CUBA - EU: Castro Slams the Door Once Again

Patricia Grogg


HAVANA, (IPS) - Cuba has once again withdrawn its request to join the Cotonou Agreement, through which the European Union extends aid and preferential trading conditions to former colonies in Africa, the Caribbean and the Pacific (ACP).

Cuba's decision reflects the tensions that currently mark its ties with the EU, which has loudly criticised the stiff prison sentences handed down in Havana to 70 dissidents in April and the execution of three men who hijacked a passenger ferry.

By cancelling its application to enter the trade and aid pact, the government of Fidel Castro responded to a decision adopted on Apr. 30 by the European Commission, the bloc's executive organ, which indefinitely suspended consideration of Cuba's request due to human rights concerns.

The application was originally to be presented to the EU Council of Ministers in June.

''In practice, that decision had left Cuba's request in limbo, and was aimed at exercising pressure against our country, setting unacceptable conditions and interfering in the country's internal affairs,'' the Foreign Ministry stated in a communique issued Monday.

After the Apr. 30 decision, Cuban Foreign Minister Felipe Pérez Roque had said that ''Our country can be neither blackmailed nor pressured.''

He also underlined that Cuba had asked to join the Cotonou Agreement ''on the request of the Caribbean member nations'' of the ACP, and that it was not thinking ''about the aid, or about European money.''

Membership in the Cotonou Agreement would have led to a tripling of EU aid to Cuba.

But ''The conditions for maintaining the application do not exist,'' the Foreign Ministry said Monday.

In January, Havana had filed its second request to join the pact, under which the EU established a 13.5 billion euro (15.6 billion dollar) fund to finance development programmes in 77 former ACP colonies between 2003 and 2008.

Cuba is a full member of the ACP and an observer to the negotiations that began last September to reach free trade agreements that would gradually replace EU aid to the world's poorest countries.

In April 2000, the Cuban government withdrew its initial bid to join the agreement that was signed that year in Cotonou, a port city in the West African country of Benin.
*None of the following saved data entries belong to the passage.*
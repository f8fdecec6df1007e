//! Client-side accessor for the HTML cards produced by workflow tasks.
//!
//! This crate resolves which stored cards belong to a task, fetches
//! card bodies lazily, and renders them for embedding or preview:
//! - [`CardClient::get_cards`] turns a task reference into a
//!   [`CardContainer`], optionally following resume lineage back to the
//!   clone origin
//! - [`Card`] fetches its HTML body once, on first access
//! - rendering produces plain markup; previewing hands a temp file to
//!   the host's default web viewer
//!
//! The orchestration engine, metadata service, and path resolution are
//! collaborators behind the [`TaskSource`], [`LineageResolver`], and
//! [`CardPathResolver`] traits; deterministic reference implementations
//! ship for tests and embedding.
//!
//! Everything here is synchronous and blocking: each call runs to
//! completion on the caller's thread or returns the collaborator's
//! error unchanged.

#![deny(unsafe_code)]
#![warn(rust_2018_idioms)]

mod card;
mod client;
mod container;
mod error;
mod lineage;
mod memory;
mod render;
mod resolve;
mod traits;

pub use card::Card;
pub use client::{CardClient, DS_ROOT_KEY, DS_TYPE_KEY};
pub use container::CardContainer;
pub use error::{ClientError, ClientResult};
pub use lineage::{MetadataLineage, ORIGIN_RUN_KEY, ORIGIN_TASK_KEY};
pub use memory::InMemoryTaskSource;
pub use resolve::ListingResolver;
pub use traits::{CardPathResolver, LineageResolver, TaskSource};

// Re-exported for downstream consumers, so embedders depend on one crate.
pub use cards_store as store;
pub use cards_types as types;
//! Collaborator interfaces consumed by the card client.
//!
//! The orchestration engine, its metadata service, resume-lineage
//! bookkeeping, and card path resolution all live outside this layer.
//! The client only speaks to them through these seams; reference
//! implementations live in [`crate::memory`], [`crate::lineage`], and
//! [`crate::resolve`].

use crate::ClientResult;
use cards_store::CardStore;
use cards_types::{CardSelector, Pathspec, TaskHandle, TaskScope};
use std::sync::Arc;

/// Orchestration client surface: resolve a pathspec to a task handle.
pub trait TaskSource: Send + Sync {
    /// Resolve `pathspec` under `scope`.
    ///
    /// `TaskScope::Unrestricted` must match the task regardless of which
    /// namespace it was recorded under.
    fn task(&self, pathspec: &Pathspec, scope: &TaskScope) -> ClientResult<TaskHandle>;
}

/// Resume-lineage lookup.
pub trait LineageResolver: Send + Sync {
    /// The clone-origin pathspec of `task`, when the task was resumed.
    fn resumed_info(&self, task: &TaskHandle) -> ClientResult<Option<Pathspec>>;
}

/// Card path resolution against a task's history.
pub trait CardPathResolver: Send + Sync {
    /// Resolve the storage paths of the cards matching `selector`,
    /// together with the (possibly re-scoped) store to read them from.
    fn resolve(
        &self,
        store: Arc<CardStore>,
        pathspec: &Pathspec,
        selector: &CardSelector,
    ) -> ClientResult<(Vec<String>, Arc<CardStore>)>;
}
Through the pact, the EU extends preferential trade and financing conditions, as well as aid, to all ACP countries with the exception of Cuba.

Cuban-European ''relations are at their lowest point ever, and could get even worse,'' a Cuban expert on European affairs, who preferred not to be named, told IPS.

He predicted that any change in the situation in the second half of the year would be ''unlikely, the way things now stand.'' During that period, Greece will be replaced as rotating president of the EU by Italy, which is in favour of an even more hard-line stance towards Cuba.

At the end of the second quarter of the year, the EU also intends to renew its ''common position'' on Cuba, in which it demands that President Fidel Castro's socialist regime undertake a transition to democracy prior to any aid agreement.

Cuba is annoyed by the six-monthly evaluations by the EU, which had announced in December that it would carry them out yearly, but after the April arrests of dissidents and executions said it would continue with the twice-yearly evaluation process.

The anonymous expert on European affairs noted that Foreign Minister Pérez Roque said in early April that his country had already cancelled its bid to join once and that ''if it had to do it again, it would.''

Thus it did not come as a complete surprise to observers when the Foreign Ministry summoned the European Commission delegation's charge d'affaires in Havana, Sven Kuhn von Burgsdorff, on Friday to inform him that Cuba was cancelling its application.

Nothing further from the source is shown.